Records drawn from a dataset
__________________________________________________

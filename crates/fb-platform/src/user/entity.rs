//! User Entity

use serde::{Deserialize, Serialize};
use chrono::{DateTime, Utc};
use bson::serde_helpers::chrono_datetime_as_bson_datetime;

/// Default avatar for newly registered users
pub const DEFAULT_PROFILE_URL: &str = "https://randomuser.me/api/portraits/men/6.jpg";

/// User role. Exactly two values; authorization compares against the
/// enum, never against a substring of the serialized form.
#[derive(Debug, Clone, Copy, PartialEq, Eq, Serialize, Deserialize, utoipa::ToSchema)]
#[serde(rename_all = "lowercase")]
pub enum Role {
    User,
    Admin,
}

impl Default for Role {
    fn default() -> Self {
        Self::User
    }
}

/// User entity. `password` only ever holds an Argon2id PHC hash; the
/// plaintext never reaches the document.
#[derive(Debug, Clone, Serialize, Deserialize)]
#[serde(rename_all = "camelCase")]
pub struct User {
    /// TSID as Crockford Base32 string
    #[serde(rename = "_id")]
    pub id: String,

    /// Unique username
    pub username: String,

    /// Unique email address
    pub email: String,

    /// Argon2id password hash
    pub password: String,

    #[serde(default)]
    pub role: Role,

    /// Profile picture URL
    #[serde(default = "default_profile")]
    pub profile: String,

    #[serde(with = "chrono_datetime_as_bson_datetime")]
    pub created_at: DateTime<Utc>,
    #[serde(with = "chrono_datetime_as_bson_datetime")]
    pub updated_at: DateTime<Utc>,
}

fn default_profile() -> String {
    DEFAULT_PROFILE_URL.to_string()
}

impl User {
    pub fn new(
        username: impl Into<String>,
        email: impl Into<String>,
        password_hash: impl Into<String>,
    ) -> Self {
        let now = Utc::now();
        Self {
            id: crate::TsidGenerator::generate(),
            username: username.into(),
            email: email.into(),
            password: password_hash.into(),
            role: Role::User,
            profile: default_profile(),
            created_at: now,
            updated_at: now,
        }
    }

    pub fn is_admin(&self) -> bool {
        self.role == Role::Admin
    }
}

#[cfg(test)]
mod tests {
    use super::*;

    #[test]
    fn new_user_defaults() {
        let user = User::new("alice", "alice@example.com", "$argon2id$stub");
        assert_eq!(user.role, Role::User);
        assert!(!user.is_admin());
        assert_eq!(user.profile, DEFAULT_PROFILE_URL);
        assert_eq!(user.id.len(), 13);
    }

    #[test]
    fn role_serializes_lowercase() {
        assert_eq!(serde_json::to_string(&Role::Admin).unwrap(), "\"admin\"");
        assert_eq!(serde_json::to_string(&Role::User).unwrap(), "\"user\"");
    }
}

__________________________________________________

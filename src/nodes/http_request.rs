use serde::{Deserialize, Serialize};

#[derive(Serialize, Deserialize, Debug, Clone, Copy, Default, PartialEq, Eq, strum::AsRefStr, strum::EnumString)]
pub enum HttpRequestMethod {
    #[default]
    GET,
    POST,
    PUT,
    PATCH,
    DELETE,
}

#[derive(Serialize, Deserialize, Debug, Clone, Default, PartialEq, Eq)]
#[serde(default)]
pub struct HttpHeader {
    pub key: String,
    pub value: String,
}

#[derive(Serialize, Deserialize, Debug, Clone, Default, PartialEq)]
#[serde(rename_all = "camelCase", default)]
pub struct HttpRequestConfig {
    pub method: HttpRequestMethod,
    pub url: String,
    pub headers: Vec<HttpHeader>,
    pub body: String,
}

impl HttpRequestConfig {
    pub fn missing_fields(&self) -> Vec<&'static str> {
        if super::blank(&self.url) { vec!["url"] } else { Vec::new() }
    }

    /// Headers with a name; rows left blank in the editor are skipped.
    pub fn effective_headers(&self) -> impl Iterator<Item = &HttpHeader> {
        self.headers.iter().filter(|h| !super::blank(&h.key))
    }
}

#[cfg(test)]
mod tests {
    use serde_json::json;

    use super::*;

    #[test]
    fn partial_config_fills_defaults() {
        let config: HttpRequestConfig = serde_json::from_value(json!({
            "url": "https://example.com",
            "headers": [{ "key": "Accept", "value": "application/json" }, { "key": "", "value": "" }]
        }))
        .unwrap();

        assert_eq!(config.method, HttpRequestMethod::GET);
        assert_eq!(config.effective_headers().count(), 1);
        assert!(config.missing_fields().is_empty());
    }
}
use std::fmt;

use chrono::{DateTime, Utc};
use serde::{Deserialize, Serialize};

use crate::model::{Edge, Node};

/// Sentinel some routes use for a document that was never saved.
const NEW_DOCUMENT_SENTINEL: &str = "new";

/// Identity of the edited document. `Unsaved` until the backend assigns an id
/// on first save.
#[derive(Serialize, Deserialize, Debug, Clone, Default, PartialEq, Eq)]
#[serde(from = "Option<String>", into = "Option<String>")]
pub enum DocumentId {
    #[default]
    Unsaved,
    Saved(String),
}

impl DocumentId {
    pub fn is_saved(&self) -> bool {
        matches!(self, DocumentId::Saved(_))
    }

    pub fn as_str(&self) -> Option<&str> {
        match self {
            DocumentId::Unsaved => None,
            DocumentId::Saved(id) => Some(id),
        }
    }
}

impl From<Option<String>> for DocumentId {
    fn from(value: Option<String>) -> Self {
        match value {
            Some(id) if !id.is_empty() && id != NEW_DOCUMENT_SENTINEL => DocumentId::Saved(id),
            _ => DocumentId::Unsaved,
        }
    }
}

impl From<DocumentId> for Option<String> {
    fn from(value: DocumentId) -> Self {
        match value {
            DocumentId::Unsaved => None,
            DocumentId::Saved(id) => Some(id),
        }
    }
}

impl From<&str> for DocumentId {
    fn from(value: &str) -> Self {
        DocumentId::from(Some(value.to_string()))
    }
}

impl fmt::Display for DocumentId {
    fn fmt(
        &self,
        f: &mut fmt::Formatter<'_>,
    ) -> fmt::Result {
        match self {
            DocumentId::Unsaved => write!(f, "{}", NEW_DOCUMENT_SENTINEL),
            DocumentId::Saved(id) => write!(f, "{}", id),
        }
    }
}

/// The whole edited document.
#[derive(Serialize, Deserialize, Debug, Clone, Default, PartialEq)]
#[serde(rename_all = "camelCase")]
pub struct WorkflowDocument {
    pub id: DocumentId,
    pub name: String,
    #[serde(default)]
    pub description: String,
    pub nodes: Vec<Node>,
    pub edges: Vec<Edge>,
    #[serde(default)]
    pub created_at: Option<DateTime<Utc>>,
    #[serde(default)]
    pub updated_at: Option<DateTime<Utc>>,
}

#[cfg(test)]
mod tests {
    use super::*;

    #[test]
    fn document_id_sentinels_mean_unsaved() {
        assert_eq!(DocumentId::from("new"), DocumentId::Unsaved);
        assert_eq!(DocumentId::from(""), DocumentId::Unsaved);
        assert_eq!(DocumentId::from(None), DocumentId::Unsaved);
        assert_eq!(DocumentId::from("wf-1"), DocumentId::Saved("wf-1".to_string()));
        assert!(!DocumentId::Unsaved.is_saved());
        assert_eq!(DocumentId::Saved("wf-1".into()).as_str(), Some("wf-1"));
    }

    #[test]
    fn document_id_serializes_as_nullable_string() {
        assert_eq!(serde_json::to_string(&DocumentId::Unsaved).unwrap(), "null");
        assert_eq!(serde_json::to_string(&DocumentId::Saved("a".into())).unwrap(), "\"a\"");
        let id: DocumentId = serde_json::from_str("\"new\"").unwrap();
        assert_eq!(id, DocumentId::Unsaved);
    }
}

__________________________________________________

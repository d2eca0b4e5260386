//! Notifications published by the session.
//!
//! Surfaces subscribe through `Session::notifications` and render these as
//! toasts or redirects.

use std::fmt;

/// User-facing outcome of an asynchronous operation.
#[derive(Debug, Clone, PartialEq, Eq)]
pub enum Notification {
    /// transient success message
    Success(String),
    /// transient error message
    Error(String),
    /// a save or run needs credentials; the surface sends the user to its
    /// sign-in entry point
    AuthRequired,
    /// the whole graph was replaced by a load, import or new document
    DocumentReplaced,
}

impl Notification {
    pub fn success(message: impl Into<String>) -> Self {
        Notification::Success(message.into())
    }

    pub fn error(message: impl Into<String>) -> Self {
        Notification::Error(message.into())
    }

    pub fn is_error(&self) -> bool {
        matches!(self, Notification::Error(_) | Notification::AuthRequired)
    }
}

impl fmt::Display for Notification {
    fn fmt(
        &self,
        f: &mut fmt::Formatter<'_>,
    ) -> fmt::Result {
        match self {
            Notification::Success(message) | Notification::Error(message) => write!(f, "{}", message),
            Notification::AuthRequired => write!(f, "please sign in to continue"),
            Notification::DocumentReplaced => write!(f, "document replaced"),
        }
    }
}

__________________________________________________

TASK REQUIREMENTS »
State the number of lines in the records that hold the string "message", and add nothing.

RESULT BELOW »
7